NLP Task: The problem has been formulated as a multi-class text classification task, where the inputs are the review texts, and outputs are the sentiments (negative, positive, neutral).

Benefits: The pipeline will enable the company to prioritize customer concerns,monitor sentiment trends,  and improve product offerings, ultimately boosting revenue and customer retention.

System Design
The Natural_Langauage_Processing pipeline contains the following; connected sequentially to process textual data:

Data Collection: Load and sample the Amazon Food Reviews dataset to ensure manageability.
Preprocessing: Text has been cleaned by (removing stopwords, punctuation, lemmatize).

Feature Extraction: TF-IDF has been used for baseline models and BERT embeddings for better accuracy.

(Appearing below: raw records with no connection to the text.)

impl ShippingEstimator {
    pub fn new(region_lookup: BoxedRegionLookup, origin: Cep) -> Self {
        Self {
            region_lookup,
            origin,
        }
    }

    /// The configured store origin CEP
    pub fn origin(&self) -> &Cep {
        &self.origin
    }

    /// Estimate shipping for a cart going to `destination`.
    ///
    /// Never fails. Performs at most two region lookups (origin and
    /// destination, issued concurrently); a lookup failure degrades to
    /// unadjusted base pricing, and an unexpected pricing error is
    /// replaced by the deterministic fallback quote.
    pub async fn estimate(&self, destination: &Cep, cart: &CartSnapshot) -> ShippingQuote {
        // All-digital carts (and empty carts) ship nothing. No lookups.
        if cart.is_all_digital() {
            return ShippingQuote::digital();
        }

        // Free shipping on the combined subtotal, digital included.
        if cart.subtotal.amount >= FREE_SHIPPING_THRESHOLD_CENTS {
            return ShippingQuote::free_standard();
        }

        match self.priced_quote(destination, cart).await {
            Ok(quote) => quote,
            Err(err) => {
                warn!(destination = %destination, error = %err, "shipping estimate degraded to fallback");
                fallback_quote(cart)
            }
        }
    }

    /// Primary pricing path. Lookup failures are handled in-line as
    /// region-unknown; an `Err` here means the computation itself went
    /// wrong and the caller falls back.
    async fn priced_quote(
        &self,
        destination: &Cep,
        cart: &CartSnapshot,
    ) -> StoreResult<ShippingQuote> {
        let grams = physical_weight_grams(cart)?;
        if grams == 0 {
            // Physical lines present but no effective weight.
            return Ok(ShippingQuote::digital());
        }

        // Origin and destination are independent; resolve them together.
        let (origin_region, destination_region) = futures::join!(
            self.resolve_region(&self.origin),
            self.resolve_region(destination),
        );

        let base = base_cost_cents(grams)?;

        let (cents, lead_time_days) = match (origin_region, destination_region) {
            (Some(origin), Some(destination)) if origin.region_code == destination.region_code => {
                (
                    mul_percent(base, SAME_REGION_PCT)?,
                    SAME_REGION_LEAD_TIME_DAYS,
                )
            }
            (Some(_), Some(_)) => (
                mul_percent(base, CROSS_REGION_PCT)?,
                CROSS_REGION_LEAD_TIME_DAYS,
            ),
            _ => (base, DEFAULT_LEAD_TIME_DAYS),
        };

        let cents = cents.clamp(MIN_COST_CENTS, MAX_COST_CENTS);

        Ok(ShippingQuote::pac(cents, lead_time_days))
    }

    /// Best-effort region resolution: failure and not-found both map to
    /// `None` so pricing continues without the regional adjustment.
    async fn resolve_region(&self, cep: &Cep) -> Option<RegionInfo> {
        match self.region_lookup.lookup_region(cep).await {
            Ok(region) => region,
            Err(err) => {
                debug!(cep = %cep, error = %err, "region lookup failed, treating as unknown");
                None
            }
        }
    }
}

/// Aggregate proxy weight of the shippable lines
fn physical_weight_grams(cart: &CartSnapshot) -> StoreResult<i64> {
    cart.physical_lines().try_fold(0_i64, |acc, line| {
        i64::from(line.quantity)
            .checked_mul(UNIT_WEIGHT_GRAMS)
            .and_then(|grams| acc.checked_add(grams))
            .ok_or_else(|| StoreError::Internal("cart weight overflow".to_string()))
    })
}

/// Base cost by weight tier, inclusive upper bounds
fn base_cost_cents(grams: i64) -> StoreResult<i64> {
    for (bound, cents) in PRICING_TIERS {
        if grams <= bound {
            return Ok(cents);
        }
    }

    let (last_bound, last_cents) = PRICING_TIERS[PRICING_TIERS.len() - 1];
    let extra = grams - last_bound;
    let surcharge = div_round_half_up(
        extra
            .checked_mul(EXTRA_RATE_CENTS_PER_KG)
            .ok_or_else(|| StoreError::Internal("tier surcharge overflow".to_string()))?,
        1_000,
    );
    last_cents
        .checked_add(surcharge)
        .ok_or_else(|| StoreError::Internal("tier surcharge overflow".to_string()))
}

/// Apply a percentage multiplier with round-half-up at the centavo
fn mul_percent(cents: i64, percent: i64) -> StoreResult<i64> {
    let scaled = cents
        .checked_mul(percent)
        .ok_or_else(|| StoreError::Internal("adjustment overflow".to_string()))?;
    Ok(div_round_half_up(scaled, 100))
}

/// Round-half-up integer division for non-negative operands
fn div_round_half_up(numerator: i64, denominator: i64) -> i64 {
    (numerator + denominator / 2) / denominator
}

/// Deterministic degraded pricing: R$ 10/kg with a R$ 15,00 floor,
/// computed with saturating arithmetic so it can never itself fail.
fn fallback_quote(cart: &CartSnapshot) -> ShippingQuote {
    let grams = cart.physical_lines().fold(0_i64, |acc, line| {
        acc.saturating_add(i64::from(line.quantity).saturating_mul(UNIT_WEIGHT_GRAMS))
    });

    if grams == 0 {
        return ShippingQuote::digital();
    }

    let cents = div_round_half_up(grams.saturating_mul(FALLBACK_RATE_CENTS_PER_KG), 1_000)
        .max(FALLBACK_FLOOR_CENTS);

    ShippingQuote::pac(cents, FALLBACK_LEAD_TIME_DAYS)
}

/// Generation counter for superseding in-flight estimations.
///
/// Each new estimation begins a generation; when a result arrives the
/// caller checks `is_current` and discards it if a newer estimation has
/// started since. Last-request-wins by initiation order, not by
/// completion order.
#[derive(Debug, Default)]
pub struct QuoteSequencer {
    current: AtomicU64,
}

impl QuoteSequencer {
    pub fn new() -> Self {
        Self::default()
    }

    /// Start a new generation, superseding any in-flight estimation
    pub fn begin(&self) -> u64 {
        self.current.fetch_add(1, Ordering::SeqCst) + 1
    }

    /// True if `token` still belongs to the freshest estimation
    pub fn is_current(&self, token: u64) -> bool {
        self.current.load(Ordering::SeqCst) == token
    }
}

Model Training: A logistic regression model  has been tarined as the baseline and a fine tuning has been done using BERT model for better accuracy.
Evaluation: Assessment of precision,accuracy,  recall, F1-score, and confusion matrix has been done.
Discussion: Analyze results, limitations, and business implications.



1. Data Acquisition

We load a subset of the Amazon Reviews dataset (100,000 reviews) to balance computational efficiency and representativeness. The dataset is sourced from Amazon’s public repository.

In [1]:
# Importing libraries for the data collection
import numpy as np
import pandas as pd
import nltk
from nltk.corpus import stopwords
from nltk.tokenize import word_tokenize
from nltk.stem import WordNetLemmatizer
from sklearn.feature_extraction.text import TfidfVectorizer
from transformers import BertTokenizer, BertModel
import torch
from sklearn.model_selection import train_test_split
from sklearn.linear_model import LogisticRegression
from sklearn.preprocessing import LabelEncoder
from transformers import TFBertForSequenceClassification
from sklearn.metrics import accuracy_score, classification_report
from sklearn.metrics import confusion_matrix
import seaborn as sns
import matplotlib.pyplot as plt

In [2]:
# loading the Dataset
df_nlp = pd.read_csv("/Users/phionanamugga/Documents/coding/datascience/NLP_projects/AmazonFoodReviews.csv", on_bad_lines='skip')

2. Data Exploration

In [None]:
# Getting summary information i.e data type, null columns and column names
df_nlp.info()

In [None]:
#Checking for the Summary description of the Dataset
df_nlp.describe()

In [None]:
# Checking for the headings in the dataset
df_nlp.head()

In [None]:
# Checking for the value counts of each star rating
print(df_nlp['Score'].value_counts())

In [None]:
# Mapping Star ratings to Sentiment
df_nlp['Sentiment'] = df_nlp['Score'].map({1: 'negative', 2: 'negative', 3: 'neutral', 4: 'positive', 5: 'positive'})
df_nlp = df_nlp[['Text', 'Sentiment']].dropna()

In [None]:
# Printing Column names to verify information
print("column names:", df_nlp.columns)